Listed records:
· · · ·

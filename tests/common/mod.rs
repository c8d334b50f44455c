//! Shared test infrastructure for integration tests.

use serde_json::Value;
use std::path::{Path, PathBuf};
use std::process::{Command, Output};
use tempfile::TempDir;

/// A workspace fixture: a provider root and a state directory, both
/// temporary, plus helpers to run the binary against them.
pub struct Fixture {
    pub root: TempDir,
    pub state: TempDir,
}

impl Default for Fixture {
    fn default() -> Self {
        Fixture::new()
    }
}

impl Fixture {
    pub fn new() -> Self {
        Fixture {
            root: TempDir::new().expect("create provider root"),
            state: TempDir::new().expect("create state dir"),
        }
    }

    pub fn root_path(&self) -> &Path {
        self.root.path()
    }

    /// Run `dclerk` with the fixture's root and state dir prepended.
    pub fn run(&self, args: &[&str]) -> Output {
        let bin = env!("CARGO_BIN_EXE_dclerk");
        Command::new(bin)
            .arg("--state-dir")
            .arg(self.state.path())
            .arg("--root")
            .arg(self.root.path())
            .args(args)
            .output()
            .expect("run dclerk")
    }

    /// Run and require success, returning stdout.
    pub fn run_ok(&self, args: &[&str]) -> String {
        let output = self.run(args);
        assert!(
            output.status.success(),
            "dclerk {:?} failed\nstdout: {}\nstderr: {}",
            args,
            String::from_utf8_lossy(&output.stdout),
            String::from_utf8_lossy(&output.stderr)
        );
        String::from_utf8_lossy(&output.stdout).to_string()
    }

    /// The persisted workspace state, parsed as JSON.
    pub fn state_json(&self) -> Value {
        let path = self.state_file();
        let content = std::fs::read_to_string(&path)
            .unwrap_or_else(|err| panic!("read {}: {err}", path.display()));
        serde_json::from_str(&content).expect("parse state.json")
    }

    pub fn state_file(&self) -> PathBuf {
        self.state.path().join("default").join("state.json")
    }

    /// Seed a file under the provider root, creating parent directories.
    pub fn seed_file(&self, rel: &str, contents: &[u8]) {
        let path = self.root.path().join(rel);
        if let Some(parent) = path.parent() {
            std::fs::create_dir_all(parent).expect("create parent dirs");
        }
        std::fs::write(path, contents).expect("seed file");
    }

    /// Write a template document and import it, returning the template id.
    pub fn import_template(&self, doc: &Value) -> String {
        let path = self.root.path().join("template-doc.json");
        std::fs::write(&path, serde_json::to_string_pretty(doc).unwrap())
            .expect("write template doc");
        let stdout = self.run_ok(&["template", "import", "--file", path.to_str().unwrap()]);
        stdout
            .split_whitespace()
            .last()
            .expect("template id in import output")
            .to_string()
    }
}

/// First line of a job command's stdout is the job id.
pub fn job_id(stdout: &str) -> String {
    stdout
        .lines()
        .next()
        .expect("job id on first stdout line")
        .trim()
        .to_string()
}

/// Plan items for one run from the persisted state.
pub fn plan_items_for(state: &Value, run_id: &str) -> Vec<Value> {
    state["plan_items"]
        .as_array()
        .expect("plan_items array")
        .iter()
        .filter(|item| item["run_id"] == run_id)
        .cloned()
        .collect()
}

/// The run row with the given id from the persisted state.
pub fn run_row(state: &Value, run_id: &str) -> Value {
    state["runs"]
        .as_array()
        .expect("runs array")
        .iter()
        .find(|run| run["id"] == run_id)
        .cloned()
        .unwrap_or_else(|| panic!("run {run_id} not in state"))
}
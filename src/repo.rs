//! Repository capability: persistence for runs, templates, plan items, and
//! duplicate flags.
//!
//! The `JsonStore` implementation keeps the whole state behind one mutex and
//! rewrites a single JSON snapshot on every commit, so multi-row mutations
//! are all-or-nothing and concurrent stage threads never interleave writes.
//! Absence of an id is always a NotFound error, never a panic.

use crate::error::{ClerkError, Result};
use crate::model::{
    DuplicateFlag, ItemDecision, PlanItem, Run, RunType, Template, STATE_SCHEMA_VERSION,
};
use serde::{Deserialize, Serialize};
use std::fs;
use std::path::PathBuf;
use std::sync::Mutex;

/// One review mutation applied by `update_plan_items`.
#[derive(Debug, Clone, Serialize, Deserialize)]
pub struct PlanItemUpdate {
    pub item_id: String,
    pub decision: ItemDecision,
    #[serde(default)]
    pub final_folder_key: Option<String>,
}

/// The repository capability consumed by the run stages and the CLI.
pub trait Repository: Send + Sync {
    fn insert_run(&self, run: Run) -> Result<()>;
    fn get_run(&self, id: &str) -> Result<Run>;
    /// Replace a run row by id. The job runner is the sole writer of
    /// status/progress, so replace semantics are safe here.
    fn update_run(&self, run: Run) -> Result<()>;
    /// Runs for a workspace, newest first.
    fn list_runs(&self, workspace_id: &str) -> Result<Vec<Run>>;
    /// Most recent run of a given type for a workspace, if any.
    fn latest_run(&self, workspace_id: &str, run_type: RunType) -> Result<Option<Run>>;

    fn insert_template(&self, template: Template) -> Result<()>;
    fn get_template(&self, id: &str) -> Result<Template>;
    fn list_templates(&self) -> Result<Vec<Template>>;

    fn insert_plan_items(&self, items: Vec<PlanItem>) -> Result<()>;
    /// Plan items for a run, in insertion order.
    fn list_plan_items(&self, run_id: &str) -> Result<Vec<PlanItem>>;
    /// Apply review updates transactionally: every update is validated
    /// before any is applied, and either all land or none do. Each update
    /// replaces `final_folder_key`, so a non-override decision clears any
    /// earlier override.
    fn update_plan_items(&self, run_id: &str, updates: &[PlanItemUpdate]) -> Result<usize>;

    fn insert_duplicate_flags(&self, flags: Vec<DuplicateFlag>) -> Result<()>;
    fn list_duplicate_flags(
        &self,
        workspace_id: &str,
        run_id: Option<&str>,
    ) -> Result<Vec<DuplicateFlag>>;
}

/// Serialized snapshot shape.
#[derive(Debug, Default, Serialize, Deserialize)]
struct State {
    schema_version: u32,
    #[serde(default)]
    runs: Vec<Run>,
    #[serde(default)]
    templates: Vec<Template>,
    #[serde(default)]
    plan_items: Vec<PlanItem>,
    #[serde(default)]
    duplicate_flags: Vec<DuplicateFlag>,
}

/// Snapshot-file repository. `path: None` keeps state purely in memory,
/// which tests use for isolation.
pub struct JsonStore {
    path: Option<PathBuf>,
    state: Mutex<State>,
}

impl JsonStore {
    /// Open (or initialize) a store at `path`.
    pub fn open(path: impl Into<PathBuf>) -> Result<Self> {
        let path = path.into();
        let state = if path.is_file() {
            let text = fs::read_to_string(&path)?;
            let state: State = serde_json::from_str(&text)?;
            if state.schema_version > STATE_SCHEMA_VERSION {
                return Err(ClerkError::validation(format!(
                    "state file {} has schema version {} newer than supported {}",
                    path.display(),
                    state.schema_version,
                    STATE_SCHEMA_VERSION
                )));
            }
            state
        } else {
            State {
                schema_version: STATE_SCHEMA_VERSION,
                ..State::default()
            }
        };
        Ok(JsonStore {
            path: Some(path),
            state: Mutex::new(state),
        })
    }

    pub fn in_memory() -> Self {
        JsonStore {
            path: None,
            state: Mutex::new(State {
                schema_version: STATE_SCHEMA_VERSION,
                ..State::default()
            }),
        }
    }

    /// Run a mutation under the lock and persist the snapshot afterwards.
    fn commit<T>(&self, mutate: impl FnOnce(&mut State) -> Result<T>) -> Result<T> {
        let mut state = self
            .state
            .lock()
            .unwrap_or_else(|poisoned| poisoned.into_inner());
        let value = mutate(&mut state)?;
        if let Some(path) = &self.path {
            if let Some(parent) = path.parent() {
                fs::create_dir_all(parent)?;
            }
            let text = serde_json::to_string_pretty(&*state)?;
            fs::write(path, text.as_bytes())?;
        }
        Ok(value)
    }

    fn read<T>(&self, view: impl FnOnce(&State) -> Result<T>) -> Result<T> {
        let state = self
            .state
            .lock()
            .unwrap_or_else(|poisoned| poisoned.into_inner());
        view(&state)
    }
}

impl Repository for JsonStore {
    fn insert_run(&self, run: Run) -> Result<()> {
        self.commit(|state| {
            state.runs.push(run);
            Ok(())
        })
    }

    fn get_run(&self, id: &str) -> Result<Run> {
        self.read(|state| {
            state
                .runs
                .iter()
                .find(|run| run.id == id)
                .cloned()
                .ok_or_else(|| ClerkError::not_found("run", id))
        })
    }

    fn update_run(&self, run: Run) -> Result<()> {
        self.commit(|state| {
            let slot = state
                .runs
                .iter_mut()
                .find(|existing| existing.id == run.id)
                .ok_or_else(|| ClerkError::not_found("run", &run.id))?;
            *slot = run;
            Ok(())
        })
    }

    fn list_runs(&self, workspace_id: &str) -> Result<Vec<Run>> {
        self.read(|state| {
            let mut runs: Vec<Run> = state
                .runs
                .iter()
                .filter(|run| run.workspace_id == workspace_id)
                .cloned()
                .collect();
            runs.sort_by_key(|run| std::cmp::Reverse(run.started_at));
            Ok(runs)
        })
    }

    fn latest_run(&self, workspace_id: &str, run_type: RunType) -> Result<Option<Run>> {
        Ok(self
            .list_runs(workspace_id)?
            .into_iter()
            .find(|run| run.run_type == run_type))
    }

    fn insert_template(&self, template: Template) -> Result<()> {
        self.commit(|state| {
            if state.templates.iter().any(|t| t.id == template.id) {
                return Err(ClerkError::validation(format!(
                    "template {} already exists",
                    template.id
                )));
            }
            state.templates.push(template);
            Ok(())
        })
    }

    fn get_template(&self, id: &str) -> Result<Template> {
        self.read(|state| {
            state
                .templates
                .iter()
                .find(|t| t.id == id)
                .cloned()
                .ok_or_else(|| ClerkError::not_found("template", id))
        })
    }

    fn list_templates(&self) -> Result<Vec<Template>> {
        self.read(|state| Ok(state.templates.clone()))
    }

    fn insert_plan_items(&self, items: Vec<PlanItem>) -> Result<()> {
        self.commit(|state| {
            state.plan_items.extend(items);
            Ok(())
        })
    }

    fn list_plan_items(&self, run_id: &str) -> Result<Vec<PlanItem>> {
        self.read(|state| {
            Ok(state
                .plan_items
                .iter()
                .filter(|item| item.run_id == run_id)
                .cloned()
                .collect())
        })
    }

    fn update_plan_items(&self, run_id: &str, updates: &[PlanItemUpdate]) -> Result<usize> {
        self.commit(|state| {
            // Validate every update before touching anything.
            for update in updates {
                if update.decision == ItemDecision::Overridden
                    && update.final_folder_key.is_none()
                {
                    return Err(ClerkError::validation(format!(
                        "override of item {} requires a final folder key",
                        update.item_id
                    )));
                }
                let known = state
                    .plan_items
                    .iter()
                    .any(|item| item.run_id == run_id && item.id == update.item_id);
                if !known {
                    return Err(ClerkError::not_found("plan item", &update.item_id));
                }
            }
            for update in updates {
                let item = state
                    .plan_items
                    .iter_mut()
                    .find(|item| item.run_id == run_id && item.id == update.item_id)
                    .ok_or_else(|| ClerkError::not_found("plan item", &update.item_id))?;
                item.decision = update.decision;
                // Replaced wholesale: approving or excluding an item clears
                // any earlier override key.
                item.final_folder_key = update.final_folder_key.clone();
            }
            Ok(updates.len())
        })
    }

    fn insert_duplicate_flags(&self, flags: Vec<DuplicateFlag>) -> Result<()> {
        self.commit(|state| {
            state.duplicate_flags.extend(flags);
            Ok(())
        })
    }

    fn list_duplicate_flags(
        &self,
        workspace_id: &str,
        run_id: Option<&str>,
    ) -> Result<Vec<DuplicateFlag>> {
        self.read(|state| {
            Ok(state
                .duplicate_flags
                .iter()
                .filter(|flag| flag.workspace_id == workspace_id)
                .filter(|flag| match run_id {
                    Some(run_id) => flag.run_id.as_deref() == Some(run_id),
                    None => true,
                })
                .cloned()
                .collect())
        })
    }
}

· · · ·

What you need to do: From the entries above, collect every line with the string "under" in it.

Response area:
    /// Seed a file under the provider root, creating parent directories.
    /// Run a mutation under the lock and persist the snapshot afterwards.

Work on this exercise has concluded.